Exercise inputs section start

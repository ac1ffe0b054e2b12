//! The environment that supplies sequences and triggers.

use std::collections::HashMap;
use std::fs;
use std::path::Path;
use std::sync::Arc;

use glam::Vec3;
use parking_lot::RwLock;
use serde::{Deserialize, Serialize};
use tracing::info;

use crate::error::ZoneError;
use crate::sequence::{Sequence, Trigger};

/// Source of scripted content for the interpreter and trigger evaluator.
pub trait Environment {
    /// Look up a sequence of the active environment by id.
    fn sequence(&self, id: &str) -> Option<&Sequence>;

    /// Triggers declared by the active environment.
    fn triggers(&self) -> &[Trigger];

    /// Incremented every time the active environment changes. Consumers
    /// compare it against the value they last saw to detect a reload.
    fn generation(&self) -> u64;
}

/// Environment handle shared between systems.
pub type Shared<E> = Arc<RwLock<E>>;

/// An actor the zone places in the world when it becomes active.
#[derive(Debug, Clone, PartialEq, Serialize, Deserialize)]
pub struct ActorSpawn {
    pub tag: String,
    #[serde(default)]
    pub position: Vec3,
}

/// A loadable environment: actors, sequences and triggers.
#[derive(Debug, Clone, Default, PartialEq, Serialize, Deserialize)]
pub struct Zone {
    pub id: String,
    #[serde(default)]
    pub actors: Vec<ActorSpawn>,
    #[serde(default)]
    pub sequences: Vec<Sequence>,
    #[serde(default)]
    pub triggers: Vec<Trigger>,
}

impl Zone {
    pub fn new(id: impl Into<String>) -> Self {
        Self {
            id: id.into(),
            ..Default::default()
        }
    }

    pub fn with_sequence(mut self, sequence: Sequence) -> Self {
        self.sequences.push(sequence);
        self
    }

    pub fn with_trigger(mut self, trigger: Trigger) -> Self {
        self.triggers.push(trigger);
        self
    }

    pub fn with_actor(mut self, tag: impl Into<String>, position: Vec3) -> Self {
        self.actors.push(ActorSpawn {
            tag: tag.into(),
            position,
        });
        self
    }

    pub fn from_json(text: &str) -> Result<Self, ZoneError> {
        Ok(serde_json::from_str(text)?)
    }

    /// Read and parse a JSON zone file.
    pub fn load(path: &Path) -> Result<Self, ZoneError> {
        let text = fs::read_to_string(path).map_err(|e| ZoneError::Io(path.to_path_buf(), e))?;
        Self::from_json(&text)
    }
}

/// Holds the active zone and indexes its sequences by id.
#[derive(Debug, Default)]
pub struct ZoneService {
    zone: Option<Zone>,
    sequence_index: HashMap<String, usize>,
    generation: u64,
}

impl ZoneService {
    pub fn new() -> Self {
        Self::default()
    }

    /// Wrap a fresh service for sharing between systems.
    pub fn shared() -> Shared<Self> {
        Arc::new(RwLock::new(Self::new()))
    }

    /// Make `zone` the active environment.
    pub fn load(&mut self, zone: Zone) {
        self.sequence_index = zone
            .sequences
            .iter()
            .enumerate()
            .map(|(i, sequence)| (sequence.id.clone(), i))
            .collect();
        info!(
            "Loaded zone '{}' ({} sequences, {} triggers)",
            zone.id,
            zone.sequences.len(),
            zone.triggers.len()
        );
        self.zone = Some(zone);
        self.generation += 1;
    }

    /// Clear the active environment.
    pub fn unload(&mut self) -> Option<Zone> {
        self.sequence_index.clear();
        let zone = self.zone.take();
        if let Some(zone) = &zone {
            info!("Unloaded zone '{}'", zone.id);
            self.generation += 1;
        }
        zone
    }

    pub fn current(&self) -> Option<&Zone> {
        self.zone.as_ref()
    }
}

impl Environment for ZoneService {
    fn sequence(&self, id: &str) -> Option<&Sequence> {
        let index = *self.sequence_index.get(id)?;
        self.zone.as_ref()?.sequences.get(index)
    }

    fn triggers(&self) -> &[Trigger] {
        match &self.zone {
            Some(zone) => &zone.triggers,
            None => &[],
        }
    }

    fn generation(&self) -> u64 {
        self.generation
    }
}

Exercise inputs section end
Exercise inputs section start

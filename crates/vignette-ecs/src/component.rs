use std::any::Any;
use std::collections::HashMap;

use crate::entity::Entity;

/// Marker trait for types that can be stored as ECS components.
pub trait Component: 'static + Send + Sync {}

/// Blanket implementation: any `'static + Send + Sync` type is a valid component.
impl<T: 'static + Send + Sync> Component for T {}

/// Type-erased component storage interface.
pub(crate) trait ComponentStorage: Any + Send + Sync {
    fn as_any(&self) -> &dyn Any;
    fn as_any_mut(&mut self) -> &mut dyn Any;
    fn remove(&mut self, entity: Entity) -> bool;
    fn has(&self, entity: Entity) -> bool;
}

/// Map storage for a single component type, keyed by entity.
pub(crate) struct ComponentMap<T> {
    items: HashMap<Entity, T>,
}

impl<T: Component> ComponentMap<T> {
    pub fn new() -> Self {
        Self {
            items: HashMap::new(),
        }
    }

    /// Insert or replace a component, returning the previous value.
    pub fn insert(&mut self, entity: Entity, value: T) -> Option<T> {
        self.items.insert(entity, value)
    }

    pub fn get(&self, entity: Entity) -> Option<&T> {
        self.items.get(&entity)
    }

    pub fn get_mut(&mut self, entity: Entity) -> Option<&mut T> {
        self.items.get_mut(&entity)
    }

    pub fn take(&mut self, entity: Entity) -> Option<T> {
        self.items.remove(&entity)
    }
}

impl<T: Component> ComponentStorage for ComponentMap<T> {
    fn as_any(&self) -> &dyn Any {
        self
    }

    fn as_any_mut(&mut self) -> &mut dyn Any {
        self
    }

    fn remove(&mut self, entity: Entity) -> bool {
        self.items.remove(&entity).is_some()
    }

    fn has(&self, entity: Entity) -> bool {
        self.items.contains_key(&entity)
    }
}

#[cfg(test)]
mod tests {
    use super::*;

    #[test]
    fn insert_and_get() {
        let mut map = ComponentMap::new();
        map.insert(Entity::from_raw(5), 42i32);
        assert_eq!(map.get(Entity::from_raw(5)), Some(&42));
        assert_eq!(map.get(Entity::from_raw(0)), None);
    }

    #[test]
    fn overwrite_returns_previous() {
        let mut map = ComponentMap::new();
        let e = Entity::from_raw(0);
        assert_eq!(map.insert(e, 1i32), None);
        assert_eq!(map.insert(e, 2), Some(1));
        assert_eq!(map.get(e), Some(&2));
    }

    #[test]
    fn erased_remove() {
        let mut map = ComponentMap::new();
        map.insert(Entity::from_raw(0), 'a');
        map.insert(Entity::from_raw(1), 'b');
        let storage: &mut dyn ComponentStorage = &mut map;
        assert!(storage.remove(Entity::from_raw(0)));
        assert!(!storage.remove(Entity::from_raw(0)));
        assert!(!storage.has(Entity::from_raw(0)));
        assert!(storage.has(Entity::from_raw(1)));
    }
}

Exercise inputs section end
Exercise inputs section start

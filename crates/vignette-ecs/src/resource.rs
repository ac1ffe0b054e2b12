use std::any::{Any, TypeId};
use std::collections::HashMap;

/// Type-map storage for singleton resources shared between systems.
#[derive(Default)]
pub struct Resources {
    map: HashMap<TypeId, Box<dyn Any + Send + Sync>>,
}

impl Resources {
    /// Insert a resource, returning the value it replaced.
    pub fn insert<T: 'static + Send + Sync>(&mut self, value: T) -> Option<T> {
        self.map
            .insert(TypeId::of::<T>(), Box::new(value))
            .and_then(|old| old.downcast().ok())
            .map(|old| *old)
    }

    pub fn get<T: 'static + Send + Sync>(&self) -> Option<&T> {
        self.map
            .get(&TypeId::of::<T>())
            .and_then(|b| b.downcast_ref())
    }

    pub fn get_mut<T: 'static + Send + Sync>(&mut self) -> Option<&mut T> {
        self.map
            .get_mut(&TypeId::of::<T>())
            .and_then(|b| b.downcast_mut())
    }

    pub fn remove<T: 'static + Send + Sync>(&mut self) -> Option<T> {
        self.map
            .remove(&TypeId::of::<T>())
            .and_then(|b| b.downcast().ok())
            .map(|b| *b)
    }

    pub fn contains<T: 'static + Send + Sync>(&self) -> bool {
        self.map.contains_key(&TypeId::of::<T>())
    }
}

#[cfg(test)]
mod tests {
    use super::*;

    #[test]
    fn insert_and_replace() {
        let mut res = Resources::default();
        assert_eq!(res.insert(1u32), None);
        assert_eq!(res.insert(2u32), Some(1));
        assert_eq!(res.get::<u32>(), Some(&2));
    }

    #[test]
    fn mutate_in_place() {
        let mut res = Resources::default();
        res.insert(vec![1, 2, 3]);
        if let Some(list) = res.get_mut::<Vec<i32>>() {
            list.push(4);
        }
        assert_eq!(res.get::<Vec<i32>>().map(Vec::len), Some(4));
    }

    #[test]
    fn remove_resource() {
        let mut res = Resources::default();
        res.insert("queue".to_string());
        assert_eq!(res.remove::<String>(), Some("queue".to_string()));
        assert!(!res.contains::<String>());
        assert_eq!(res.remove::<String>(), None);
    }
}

Exercise inputs section end

**What to do**
Please output exactly the lines between the one holding "let e = Entity::from_raw(0);" and the one holding "assert!(storage.remove(Entity::from_raw(0)));" in the records above, inclusive, and nothing more.

**Exercise response**
        let e = Entity::from_raw(0);
        assert_eq!(map.insert(e, 1i32), None);
        assert_eq!(map.insert(e, 2), Some(1));
        assert_eq!(map.get(e), Some(&2));
    }

    #[test]
    fn erased_remove() {
        let mut map = ComponentMap::new();
        map.insert(Entity::from_raw(0), 'a');
        map.insert(Entity::from_raw(1), 'b');
        let storage: &mut dyn ComponentStorage = &mut map;
        assert!(storage.remove(Entity::from_raw(0)));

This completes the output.